Bambang mengatakan, terkait aturan DNI ini, kembali pada komitmen Kementerian Kebudayaan dan Pariwisata sebagai instansi yang bertanggungjawab atas pengembangan industri film nasional. Sedangkan Kementerian Keuangan, hanya mengatasi masalah pajak dan bea masuk yang menjadi kewajiban dari para importir.

 

“Soal DNI biar teman-teman Budpar yang menyelesaikan, sedangkan kita membereskan masalah pajak dan bea masuk saja,” ujarnya.

 

Sekadar catatan, Kementerian Keuangan telah menyederhanakan aturan impor film dengan memberlakukan satu jenis bea masuk dan mengubah pola penarikannya dari tarif ad valorem 10 persen menjadi tarif spesifik Rp22.000 per menit. Peraturan bea masuk dan PPN yang baru ini juga berlaku bagi importir lama. Namun, untuk pajak pertambahan nilai (PPN) masih digodok hingga saat ini.

 

Bambang menambahkan, setiap negara memiliki kebijakan industri film yang berbeda. Di China, misalnya.

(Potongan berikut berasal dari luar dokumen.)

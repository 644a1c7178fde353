//! Schedule files: the target list plus observatory parameters.
//!
//! ```yaml
//! mode: repeat
//! failure_policy: continue
//! observatory:
//!   latitude: 52.1
//!   longitude: 4.3
//!   elevation: 10
//!   timezone: "+02:00"
//!   dusk: "22:40"
//!   dawn: "04:50"
//! targets:
//!   - { name: M51, ra: 202.47, dec: 47.2, exposure: 10, total: 600, pause: 30 }
//!   - { name: M101, ra: "14:03:12", dec: "54:20:57", exposure: 10, total: 600 }
//! ```
//!
//! Target entries stay untyped until dispatch; a malformed entry is
//! rejected by the sequencer on its own and does not fail the whole file.

use crate::config::is_yaml;
use crate::error::{ScopeError, ScopeResult};
use crate::model::{FailurePolicy, SequenceMode, Target};
use crate::twilight::FixedTwilight;
use serde::{Deserialize, Serialize};
use std::fs;
use std::path::Path;

#[derive(Clone, Debug, Default, PartialEq, Serialize, Deserialize)]
pub struct Schedule {
    #[serde(default)]
    pub mode: SequenceMode,
    #[serde(default)]
    pub failure_policy: FailurePolicy,
    pub observatory: Observatory,
    #[serde(default)]
    pub targets: Vec<Target>,
}

/// Site parameters. Only the twilight gate reads them.
#[derive(Clone, Debug, PartialEq, Serialize, Deserialize)]
pub struct Observatory {
    #[serde(default)]
    pub latitude: f64,
    #[serde(default)]
    pub longitude: f64,
    /// Metres above sea level.
    #[serde(default)]
    pub elevation: f64,
    /// UTC offset of the site, `"+HH:MM"`.
    #[serde(default = "default_timezone")]
    pub timezone: String,
    /// Local clock time the window opens, `"HH:MM"`.
    pub dusk: String,
    /// Local clock time the window closes, `"HH:MM"`.
    pub dawn: String,
}

fn default_timezone() -> String {
    "+00:00".to_string()
}

impl Default for Observatory {
    fn default() -> Self {
        Self {
            latitude: 0.0,
            longitude: 0.0,
            elevation: 0.0,
            timezone: default_timezone(),
            dusk: "18:00".to_string(),
            dawn: "06:00".to_string(),
        }
    }
}

impl Observatory {
    pub fn twilight(&self) -> ScopeResult<FixedTwilight> {
        FixedTwilight::parse(&self.dusk, &self.dawn, &self.timezone)
    }
}

impl Schedule {
    /// Check everything except the target entries.
    pub fn validate(&self) -> ScopeResult<()> {
        let site = &self.observatory;
        if !(-90.0..=90.0).contains(&site.latitude) {
            return Err(ScopeError::config(
                "observatory latitude out of range",
                site.latitude,
            ));
        }
        if !(-180.0..=180.0).contains(&site.longitude) {
            return Err(ScopeError::config(
                "observatory longitude out of range",
                site.longitude,
            ));
        }
        site.twilight().map(|_| ())
    }
}

/// Load a schedule from JSON, or YAML when the extension is `.yaml`/`.yml`.
pub fn load_schedule_file(path: &Path) -> ScopeResult<Schedule> {
    let text = fs::read_to_string(path)
        .map_err(|err| ScopeError::io(format!("failed to read schedule {}", path.display()), err))?;
    let schedule: Schedule = if is_yaml(path) {
        serde_yml::from_str(&text)
            .map_err(|err| ScopeError::config(format!("invalid schedule {}", path.display()), err))?
    } else {
        serde_json::from_str(&text)
            .map_err(|err| ScopeError::config(format!("invalid schedule {}", path.display()), err))?
    };
    schedule.validate()?;
    Ok(schedule)
}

Negara Tirai Bambu itu sangat membatasi film dari Amerika. Setidaknya, hanya 20-30 film dalam satu tahun. Sedangkan Singapura dan Malaysia relatif lebih terbuka dengan membebaskan bea masuk film.

 

“Di Thailand beda lagi. Negara itu sangat membatasi masuknya film asing. Itu bertujuan untuk mendorong perkembangan film nasional secara lebih serius,” jelasnya.

 

Untuk Indonesia sendiri, lanjut Bambang, dibutuhkan proteksi terhadap film asing agar industri film nasional berkembang. Namun, ia mengingatkan agar proteksi yang ada tidak berlebihan. Atas dasar itu itu, Pemerintah terus mencoba mencari jalan tengah yang memenangkan semua pihak tanpa melanggar hukum.

 

Menteri Kebudayaan dan Pariwisata, Jero Wacik, sebelumnya mengingatkan penerapan pajak tinggi terhadap sektor perfilman mesti dihindari. Pasalnya, industri perfilman di Tanah Air masih seumur jagung dan memerlukan dukungan untuk berkembang. Apalagi,  hasrat masyarakat untuk menonton film begitu besar.

 

“Semestinya ada regulasi yang menguntungkan bagi semua pihak. Jadi jangan cari pajak besar di film, karena industri ini tergolong masih bayi di Indonesia,” katanya.